**Description of the task:**
Quote every line below exactly as it reads.

**Information given:**
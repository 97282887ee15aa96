//! Navigate command - replay a recorded walk through the navigation engine.
//!
//! The track is a JSON array of sensor events as delivered by the platform:
//!
//! ```json
//! [
//!   { "type": "location", "lat": 52.52, "lng": 13.405, "timestampMs": 0 },
//!   { "type": "orientation", "headingDegrees": 12.0, "timestampMs": 400 }
//! ]
//! ```
//!
//! The first location fix plans the route; the remaining events are pushed
//! through the sensor watch opened by the session.

use std::path::{Path, PathBuf};
use std::sync::Arc;
use std::time::Duration;

use console::style;
use stationfinder::engine::{EngineDependencies, MapEvent, StationMapEngine};
use stationfinder::map::RecordingMapSurface;
use stationfinder::navigation::{
    DirectionsService, HttpDirectionsClient, SessionState, SpeechSynthesizer, StaticDirections,
};
use stationfinder::sensor::{ManualSensorPlatform, SensorEvent};
use stationfinder::station::{StationId, StationList};

use super::common::{format_distance, load_config};
use crate::error::CliError;

#[derive(Debug)]
pub struct NavigateArgs {
    pub stations: PathBuf,
    pub station: String,
    pub track: PathBuf,
    pub route: Option<PathBuf>,
    pub access_token: Option<String>,
    /// Replay speed multiplier; 0 or less replays without pauses.
    pub speed: f64,
}

/// Prints spoken instructions to the terminal.
struct ConsoleSpeech;

impl SpeechSynthesizer for ConsoleSpeech {
    fn speak(&self, text: &str) {
        println!("  {} {}", style("▶").magenta(), text);
    }

    fn cancel(&self) {}
}

pub fn load_track(path: &Path) -> Result<Vec<SensorEvent>, CliError> {
    let track_err = |reason: String| CliError::Track {
        path: path.display().to_string(),
        reason,
    };
    let json = std::fs::read_to_string(path).map_err(|e| track_err(e.to_string()))?;
    let mut events: Vec<SensorEvent> =
        serde_json::from_str(&json).map_err(|e| track_err(e.to_string()))?;
    events.sort_by_key(SensorEvent::timestamp_ms);
    Ok(events)
}

pub fn run(config_path: Option<&Path>, args: NavigateArgs) -> Result<(), CliError> {
    let runtime = tokio::runtime::Builder::new_current_thread().enable_all().build()?;
    runtime.block_on(replay(config_path, args))
}

async fn replay(config_path: Option<&Path>, args: NavigateArgs) -> Result<(), CliError> {
    let mut config = load_config(config_path)?;
    if args.access_token.is_some() {
        config.directions.access_token = args.access_token.clone();
    }

    let stations = StationList::load(&args.stations)?;
    let destination = StationId::from(args.station.as_str());
    let name = stations
        .get(&destination)
        .map(|s| s.name.clone())
        .ok_or_else(|| CliError::Usage(format!("Unknown station: {}", destination)))?;

    let track = load_track(&args.track)?;
    let split = track
        .iter()
        .position(|e| matches!(e, SensorEvent::Location(_)))
        .ok_or_else(|| CliError::Track {
            path: args.track.display().to_string(),
            reason: "no location fix".to_string(),
        })?;

    let directions: Arc<dyn DirectionsService> = match &args.route {
        Some(path) => Arc::new(StaticDirections::from_file(path)?),
        None => Arc::new(HttpDirectionsClient::new(&config.directions)?),
    };

    let platform = Arc::new(ManualSensorPlatform::granting());
    let map = Arc::new(RecordingMapSurface::new());
    let deps = EngineDependencies {
        platform: platform.clone(),
        directions,
        speech: Arc::new(ConsoleSpeech),
        map: map.clone(),
    };
    let mut engine = StationMapEngine::new(config, deps, stations);
    engine.initialize().await;

    for event in &track[..=split] {
        engine.handle(MapEvent::Sensor(*event)).await?;
    }

    println!("{} {} ({})", style("Navigating to").bold(), style(&name).cyan(), destination);
    engine.start_navigation(&destination).await?;

    let mut previous_ms = track[split].timestamp_ms();
    let mut arrived_at = None;
    for event in &track[split + 1..] {
        if args.speed > 0.0 {
            let gap_ms = event.timestamp_ms().saturating_sub(previous_ms) as f64 / args.speed;
            tokio::time::sleep(Duration::from_millis(gap_ms as u64)).await;
        }
        previous_ms = event.timestamp_ms();

        if platform.push(*event) {
            engine.drain_sensor_events();
        } else {
            engine.handle(MapEvent::Sensor(*event)).await?;
        }

        let snapshot = engine.snapshot();
        if arrived_at.is_none()
            && snapshot
                .navigation
                .as_ref()
                .is_some_and(|n| n.state == SessionState::Arrived)
        {
            arrived_at = Some(event.timestamp_ms());
        }
    }

    let snapshot = engine.snapshot();
    println!();
    match (snapshot.navigation, arrived_at) {
        (Some(status), Some(at_ms)) => {
            println!(
                "{} after {:.0} s, {} from the station",
                style("Arrived").green().bold(),
                at_ms.saturating_sub(track[split].timestamp_ms()) as f64 / 1_000.0,
                format_distance(status.distance_remaining_m)
            );
        }
        (Some(status), None) => {
            println!(
                "{} {} remaining, about {} min (step {})",
                style("Track ended:").yellow().bold(),
                format_distance(status.distance_remaining_m),
                status.eta_minutes,
                status.step_index + 1
            );
        }
        (None, _) => println!("{}", style("Navigation ended without a session").yellow()),
    }
    println!("Walked {}", format_distance(engine.fusion().walked_meters()));
    println!(
        "{} instructions spoken, {} camera moves, {} route overlay(s) drawn",
        engine.navigation().voice().spoken_count(),
        map.camera_update_count(),
        map.line_add_count()
    );

    engine.stop_navigation();
    Ok(())
}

**Task response:**
repository 97282887ee15aa96
//! Navigate command - replay a recorded walk through the navigation engine.
//!
//! The track is a JSON array of sensor events as delivered by the platform:
//!
//! ```json
//! [
//!   { "type": "location", "lat": 52.52, "lng": 13.405, "timestampMs": 0 },
//!   { "type": "orientation", "headingDegrees": 12.0, "timestampMs": 400 }
//! ]
//! ```
//!
//! The first location fix plans the route; the remaining events are pushed
//! through the sensor watch opened by the session.

use std::path::{Path, PathBuf};
use std::sync::Arc;
use std::time::Duration;

use console::style;
use stationfinder::engine::{EngineDependencies, MapEvent, StationMapEngine};
use stationfinder::map::RecordingMapSurface;
use stationfinder::navigation::{
    DirectionsService, HttpDirectionsClient, SessionState, SpeechSynthesizer, StaticDirections,
};
use stationfinder::sensor::{ManualSensorPlatform, SensorEvent};
use stationfinder::station::{StationId, StationList};

use super::common::{format_distance, load_config};
use crate::error::CliError;

#[derive(Debug)]
pub struct NavigateArgs {
    pub stations: PathBuf,
    pub station: String,
    pub track: PathBuf,
    pub route: Option<PathBuf>,
    pub access_token: Option<String>,
    /// Replay speed multiplier; 0 or less replays without pauses.
    pub speed: f64,
}

/// Prints spoken instructions to the terminal.
struct ConsoleSpeech;

impl SpeechSynthesizer for ConsoleSpeech {
    fn speak(&self, text: &str) {
        println!("  {} {}", style("▶").magenta(), text);
    }

    fn cancel(&self) {}
}

pub fn load_track(path: &Path) -> Result<Vec<SensorEvent>, CliError> {
    let track_err = |reason: String| CliError::Track {
        path: path.display().to_string(),
        reason,
    };
    let json = std::fs::read_to_string(path).map_err(|e| track_err(e.to_string()))?;
    let mut events: Vec<SensorEvent> =
        serde_json::from_str(&json).map_err(|e| track_err(e.to_string()))?;
    events.sort_by_key(SensorEvent::timestamp_ms);
    Ok(events)
}

pub fn run(config_path: Option<&Path>, args: NavigateArgs) -> Result<(), CliError> {
    let runtime = tokio::runtime::Builder::new_current_thread().enable_all().build()?;
    runtime.block_on(replay(config_path, args))
}

async fn replay(config_path: Option<&Path>, args: NavigateArgs) -> Result<(), CliError> {
    let mut config = load_config(config_path)?;
    if args.access_token.is_some() {
        config.directions.access_token = args.access_token.clone();
    }

    let stations = StationList::load(&args.stations)?;
    let destination = StationId::from(args.station.as_str());
    let name = stations
        .get(&destination)
        .map(|s| s.name.clone())
        .ok_or_else(|| CliError::Usage(format!("Unknown station: {}", destination)))?;

    let track = load_track(&args.track)?;
    let split = track
        .iter()
        .position(|e| matches!(e, SensorEvent::Location(_)))
        .ok_or_else(|| CliError::Track {
            path: args.track.display().to_string(),
            reason: "no location fix".to_string(),
        })?;

    let directions: Arc<dyn DirectionsService> = match &args.route {
        Some(path) => Arc::new(StaticDirections::from_file(path)?),
        None => Arc::new(HttpDirectionsClient::new(&config.directions)?),
    };

    let platform = Arc::new(ManualSensorPlatform::granting());
    let map = Arc::new(RecordingMapSurface::new());
    let deps = EngineDependencies {
        platform: platform.clone(),
        directions,
        speech: Arc::new(ConsoleSpeech),
        map: map.clone(),
    };
    let mut engine = StationMapEngine::new(config, deps, stations);
    engine.initialize().await;

    for event in &track[..=split] {
        engine.handle(MapEvent::Sensor(*event)).await?;
    }

    println!("{} {} ({})", style("Navigating to").bold(), style(&name).cyan(), destination);
    engine.start_navigation(&destination).await?;

    let mut previous_ms = track[split].timestamp_ms();
    let mut arrived_at = None;
    for event in &track[split + 1..] {
        if args.speed > 0.0 {
            let gap_ms = event.timestamp_ms().saturating_sub(previous_ms) as f64 / args.speed;
            tokio::time::sleep(Duration::from_millis(gap_ms as u64)).await;
        }
        previous_ms = event.timestamp_ms();

        if platform.push(*event) {
            engine.drain_sensor_events();
        } else {
            engine.handle(MapEvent::Sensor(*event)).await?;
        }

        let snapshot = engine.snapshot();
        if arrived_at.is_none()
            && snapshot
                .navigation
                .as_ref()
                .is_some_and(|n| n.state == SessionState::Arrived)
        {
            arrived_at = Some(event.timestamp_ms());
        }
    }

    let snapshot = engine.snapshot();
    println!();
    match (snapshot.navigation, arrived_at) {
        (Some(status), Some(at_ms)) => {
            println!(
                "{} after {:.0} s, {} from the station",
                style("Arrived").green().bold(),
                at_ms.saturating_sub(track[split].timestamp_ms()) as f64 / 1_000.0,
                format_distance(status.distance_remaining_m)
            );
        }
        (Some(status), None) => {
            println!(
                "{} {} remaining, about {} min (step {})",
                style("Track ended:").yellow().bold(),
                format_distance(status.distance_remaining_m),
                status.eta_minutes,
                status.step_index + 1
            );
        }
        (None, _) => println!("{}", style("Navigation ended without a session").yellow()),
    }
    println!("Walked {}", format_distance(engine.fusion().walked_meters()));
    println!(
        "{} instructions spoken, {} camera moves, {} route overlay(s) drawn",
        engine.navigation().voice().spoken_count(),
        map.camera_update_count(),
        map.line_add_count()
    );

    engine.stop_navigation();
    Ok(())
}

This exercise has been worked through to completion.